Thousands of people have fled their homes on the Greek island of Evia as wildfires burned uncontrolled for a sixth day on Sunday, and ferries were on standby for more evacuations after taking many to safety by sea.
This comes as a firefighting plane crashed during an emergency landing on the Greek island of Zakynthos on Sunday while it was on its way to a small-scale blaze there, a police official said.
The cause of the crash was not immediately known and the pilot escaped without serious injury, the official said.
The blaze on Evia, Greece’s second-biggest island, quickly burgeoned into several fronts, ripping through thousands of hectares (acres) of pristine forest across its northern part, and forcing the evacuation of dozens of villages.
The flames engulfed homes in five villages but the full extent of the damage was not immediately known.
“(It’s) like a horror movie,” a 38-year-old pregnant evacuee who gave her name as Mina, told Reuters after she boarded a rescue ferry at the town of Pefki, where falling ash covered the port.
“But now this is not the movie, this is real life, this is the horror that we have lived with for the last week,” she said.
Wildfires have broken out in many parts of the country during a week-long heatwave, Greece’s worst in three decades, with searing temperatures and hot winds creating tinder-box conditions. Across the country, forest land has burned and dozens of homes and businesses have been destroyed.
Since Tuesday, the coastguard has evacuated more than 2,000 people, including many elderly residents, from different parts of Evia, which is linked to the mainland by bridge, in dramatic sea rescues as the night sky turned an apocalyptic red.
Others fled their villages on foot overnight, walking along roads dotted with trees in flames.
Greece has deployed the army to help battle the fires and several countries including France, Egypt, Switzerland and Spain have also sent help including firefighting aircraft.
More than 570 firefighters are battling the blaze in Evia, where two active fronts were burning in the north and south of the island.
Greece’s deputy civil protection minister, Nikos Hardalias, said emergency crews were undertaking “superhuman efforts” against multiple fronts.
“The night ahead will be difficult,” he said during an emergency briefing late on Sunday. Earlier, he said water-bombing aircraft in the region faced several hurdles including low visibility caused by the thick plumes of smoke rising over the mountains and turbulence.
A fire in the foothills of Mount Parnitha that swept through suburbs north of Athens had been contained but weather conditions meant there was still a high threat it could flare up again.
PM pledges forest regeneration and thanks countries for assistance:
All burned woodlands will be designated as areas that will be reforested, Prime Minister Kyriakos Mitsotakis pledged on Saturday.
Speaking to reporters, he said that regenerating the environment destroyed by the devastating wildfires across the country will be a top government priority.

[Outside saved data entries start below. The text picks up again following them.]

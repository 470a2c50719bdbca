//! Qwerty and Colemak-DH with home row modifiers. Holding Nav and Num together reaches the
//! Tri-State layer.

splitmap_macros::configure_keymap!("keymaps/miryo.conf");

crate::keymap_items!();
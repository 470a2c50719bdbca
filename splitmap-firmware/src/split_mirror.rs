//! Mirror the primary half's status onto the secondary half.
//!
//! The primary half owns the USB connection and the keymap; it captures a [StatusBuffer] and
//! sends it over the split link. The secondary half only ever displays what it last received.

use embassy_sync::{blocking_mutex::raw::NoopRawMutex, signal::Signal};

use crate::status::StatusBuffer;

/// Transport between the halves. Delivery is best effort; a lost payload is replaced by the
/// next one.
pub trait HalfLink {
    fn send(&mut self, payload: &[u8]);
}

#[derive(Debug, Clone, Copy, PartialEq)]
#[cfg_attr(feature = "defmt", derive(defmt::Format))]
pub enum HalfRole {
    Primary,
    Secondary,
}

pub struct SplitMirror<L: HalfLink> {
    role: HalfRole,
    link: L,
    local: StatusBuffer,
}

impl<L: HalfLink> SplitMirror<L> {
    pub fn new(role: HalfRole, link: L) -> Self {
        Self {
            role,
            link,
            local: StatusBuffer::empty(),
        }
    }

    pub fn role(&self) -> HalfRole {
        self.role
    }

    /// Send `status` to the other half. Only the primary half publishes; the secondary ignores
    /// the call.
    pub fn publish(&mut self, status: StatusBuffer) {
        if self.role == HalfRole::Primary {
            self.local = status;
            self.link.send(status.as_bytes());
        } else {
            crate::debug!("secondary half does not publish");
        }
    }

    /// Forward text from the host to the secondary half's display.
    pub fn relay_host_text(&mut self, text: &[u8]) {
        if self.role == HalfRole::Primary {
            self.link.send(StatusBuffer::host_text(text).as_bytes());
        }
    }

    /// Accept a payload from the other half. Only the secondary half updates its copy.
    pub fn receive(&mut self, payload: &[u8]) {
        if self.role == HalfRole::Secondary {
            self.local = StatusBuffer::from_bytes(payload);
        }
    }

    /// The status this half displays.
    pub fn local(&self) -> &StatusBuffer {
        &self.local
    }
}

/// A [HalfLink] that hands each payload to a task on the same executor.
pub struct SignalLink<'a>(pub &'a Signal<NoopRawMutex, StatusBuffer>);

impl HalfLink for SignalLink<'_> {
    fn send(&mut self, payload: &[u8]) {
        self.0.signal(StatusBuffer::from_bytes(payload));
    }
}

#[cfg(test)]
#[path = "split_mirror_test.rs"]
mod test;
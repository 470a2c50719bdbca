#![no_std]
//! Keymaps for the splitkb Kyria.
//!
//! Each module embeds one compiled keymap from `keymaps/`. The host framework picks a module,
//! feeds its scan events to [miryo::mapper_run] (or the equivalent in another module) and shows
//! [Keymap::layer_names] on the display.

use splitmap_firmware::layer::LayerNames;

pub mod callum;
pub mod kajih;
pub mod miryo;

/// Both halves of a Kyria scanned as one matrix: the left half in columns 0 to 7, the right half
/// in columns 8 to 15.
pub const ROW_COUNT: usize = 4;
pub const COL_COUNT: usize = 16;

/// A compiled keymap and the names to show for its layers.
#[derive(Debug, Clone, Copy)]
pub struct Keymap {
    pub name: &'static str,
    pub layout: &'static [u16],
    pub layer_names: LayerNames<'static>,
}

pub const KEYMAPS: [Keymap; 3] = [miryo::KEYMAP, callum::KEYMAP, kajih::KEYMAP];

/// Find a keymap by its full name (`kyria/rev3/miryo`) or by its last part (`miryo`).
pub fn keymap(name: &str) -> Option<Keymap> {
    KEYMAPS
        .iter()
        .find(|k| k.name == name || k.name.rsplit('/').next() == Some(name))
        .copied()
}

/// Items shared by every keymap module; expects the constants from
/// `splitmap_macros::configure_keymap!` to be in scope.
macro_rules! keymap_items {
    () => {
        const _: () = assert!(ROW_COUNT == crate::ROW_COUNT && COL_COUNT == crate::COL_COUNT);
        const _: () = assert!(REPORT_BUFFER_SIZE == splitmap_firmware::exec::REPORT_BUFFER_SIZE);

        pub const KEYMAP: crate::Keymap = crate::Keymap {
            name: KEYBOARD_NAME,
            layout: LAYOUT_MAPPING,
            layer_names: LAYER_NAMES,
        };

        pub type Mapper<'c> = splitmap_firmware::mapper::Mapper<
            'c,
            ROW_COUNT,
            COL_COUNT,
            LAYOUT_MAX,
            embassy_sync::blocking_mutex::raw::NoopRawMutex,
            REPORT_BUFFER_SIZE,
        >;

        /// Load this keymap and map scan events until told to exit.
        pub async fn mapper_run(
            scan_channel: &splitmap_firmware::exec::ScanChannel,
            mapper_channel: &splitmap_firmware::exec::MpChannel,
        ) -> Result<(), splitmap_firmware::layout::LoadError> {
            splitmap_firmware::exec::mapper_run::<ROW_COUNT, COL_COUNT, LAYOUT_MAX>(
                scan_channel,
                mapper_channel,
                LAYOUT_MAPPING,
            )
            .await
        }
    };
}
pub(crate) use keymap_items;

#[cfg(test)]
#[path = "lib_test.rs"]
mod test;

“We will change the way we launch protection projects, anti-flood and anti-erosion works, but also the way we do reforestation,” he said.
This comes after reports emerged on social media that a 2,500 olive tree on Evia island has been destroyed by fire.
Early this morning, Mitsotakis also took to Twitter to thank people “for standing by Greece during these trying times.”
“On behalf of the Greek people, I would like to express our heartfelt gratitude to all the countries that have sent assistance and resources to help fight the wildfires,” he wrote.